#### WHAT IS REQUIRED:
Below are the entries; give again exactly the lines from the one mentioning "(block size) and" through the one mentioning "can be refused", inclusive.
[DATA EXTRACTS Boundary: Start]
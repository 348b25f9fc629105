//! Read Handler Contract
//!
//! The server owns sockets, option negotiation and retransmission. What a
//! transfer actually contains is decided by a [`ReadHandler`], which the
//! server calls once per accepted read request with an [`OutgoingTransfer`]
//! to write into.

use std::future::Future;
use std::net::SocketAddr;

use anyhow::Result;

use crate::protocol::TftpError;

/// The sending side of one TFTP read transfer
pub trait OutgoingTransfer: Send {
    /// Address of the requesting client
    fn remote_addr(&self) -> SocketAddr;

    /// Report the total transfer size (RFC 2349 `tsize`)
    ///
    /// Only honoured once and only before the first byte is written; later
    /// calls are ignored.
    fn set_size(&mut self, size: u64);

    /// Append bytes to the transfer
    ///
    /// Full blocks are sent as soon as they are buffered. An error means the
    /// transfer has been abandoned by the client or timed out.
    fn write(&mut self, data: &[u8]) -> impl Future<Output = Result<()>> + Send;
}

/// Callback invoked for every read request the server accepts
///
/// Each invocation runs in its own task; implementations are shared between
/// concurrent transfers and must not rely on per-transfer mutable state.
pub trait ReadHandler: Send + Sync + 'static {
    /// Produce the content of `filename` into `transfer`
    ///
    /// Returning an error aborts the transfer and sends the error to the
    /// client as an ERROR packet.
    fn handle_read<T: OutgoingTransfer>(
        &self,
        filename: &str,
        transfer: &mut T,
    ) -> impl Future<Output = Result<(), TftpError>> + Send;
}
[DATA EXTRACTS Boundary: End]
[DATA EXTRACTS Boundary: Start]
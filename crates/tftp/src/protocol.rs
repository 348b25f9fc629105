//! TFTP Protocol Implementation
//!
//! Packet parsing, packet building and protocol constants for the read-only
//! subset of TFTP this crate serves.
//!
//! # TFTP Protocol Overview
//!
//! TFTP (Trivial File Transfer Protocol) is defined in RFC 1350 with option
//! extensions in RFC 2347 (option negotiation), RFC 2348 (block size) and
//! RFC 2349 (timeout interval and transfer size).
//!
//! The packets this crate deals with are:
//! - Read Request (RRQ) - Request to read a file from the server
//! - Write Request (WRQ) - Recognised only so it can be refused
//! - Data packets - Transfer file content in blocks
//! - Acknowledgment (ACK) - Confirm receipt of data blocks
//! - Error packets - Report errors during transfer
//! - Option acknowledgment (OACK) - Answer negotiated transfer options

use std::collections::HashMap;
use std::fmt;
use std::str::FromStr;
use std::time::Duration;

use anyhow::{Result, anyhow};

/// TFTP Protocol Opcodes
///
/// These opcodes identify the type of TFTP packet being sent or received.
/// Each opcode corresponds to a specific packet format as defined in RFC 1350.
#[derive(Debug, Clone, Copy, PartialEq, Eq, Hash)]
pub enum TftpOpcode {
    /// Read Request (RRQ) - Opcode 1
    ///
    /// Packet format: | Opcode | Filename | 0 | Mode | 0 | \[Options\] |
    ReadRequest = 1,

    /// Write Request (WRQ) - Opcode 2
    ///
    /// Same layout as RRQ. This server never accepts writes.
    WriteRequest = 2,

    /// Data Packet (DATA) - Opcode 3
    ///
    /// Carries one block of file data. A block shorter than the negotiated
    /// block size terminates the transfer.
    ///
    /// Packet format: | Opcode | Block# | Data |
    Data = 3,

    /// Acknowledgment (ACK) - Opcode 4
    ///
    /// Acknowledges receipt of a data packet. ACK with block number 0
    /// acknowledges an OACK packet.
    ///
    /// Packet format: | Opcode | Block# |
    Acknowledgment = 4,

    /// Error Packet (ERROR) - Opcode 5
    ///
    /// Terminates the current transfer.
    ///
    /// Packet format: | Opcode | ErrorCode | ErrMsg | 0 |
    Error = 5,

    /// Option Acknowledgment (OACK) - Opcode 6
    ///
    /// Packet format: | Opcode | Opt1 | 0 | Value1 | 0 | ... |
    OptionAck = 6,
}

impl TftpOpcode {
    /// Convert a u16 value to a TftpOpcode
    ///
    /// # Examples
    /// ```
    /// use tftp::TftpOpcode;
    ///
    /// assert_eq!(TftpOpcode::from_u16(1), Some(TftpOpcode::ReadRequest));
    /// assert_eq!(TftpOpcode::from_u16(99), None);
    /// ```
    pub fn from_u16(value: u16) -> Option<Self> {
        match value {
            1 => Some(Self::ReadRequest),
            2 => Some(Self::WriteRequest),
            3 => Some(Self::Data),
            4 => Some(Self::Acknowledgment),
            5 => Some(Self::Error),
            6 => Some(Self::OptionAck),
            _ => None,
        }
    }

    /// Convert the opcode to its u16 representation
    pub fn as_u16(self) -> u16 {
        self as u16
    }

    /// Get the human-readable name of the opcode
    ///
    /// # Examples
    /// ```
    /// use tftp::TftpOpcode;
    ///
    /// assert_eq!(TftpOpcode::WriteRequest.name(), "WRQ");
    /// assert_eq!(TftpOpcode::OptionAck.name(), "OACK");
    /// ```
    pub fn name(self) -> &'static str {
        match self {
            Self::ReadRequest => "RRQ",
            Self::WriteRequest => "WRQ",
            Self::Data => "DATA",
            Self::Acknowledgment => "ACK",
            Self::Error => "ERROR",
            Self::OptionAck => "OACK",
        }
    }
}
[DATA EXTRACTS Boundary: End]
#### WORKED SOLUTION:
//! extensions in RFC 2347 (option negotiation), RFC 2348 (block size) and
//! RFC 2349 (timeout interval and transfer size).
//!
//! The packets this crate deals with are:
//! - Read Request (RRQ) - Request to read a file from the server
//! - Write Request (WRQ) - Recognised only so it can be refused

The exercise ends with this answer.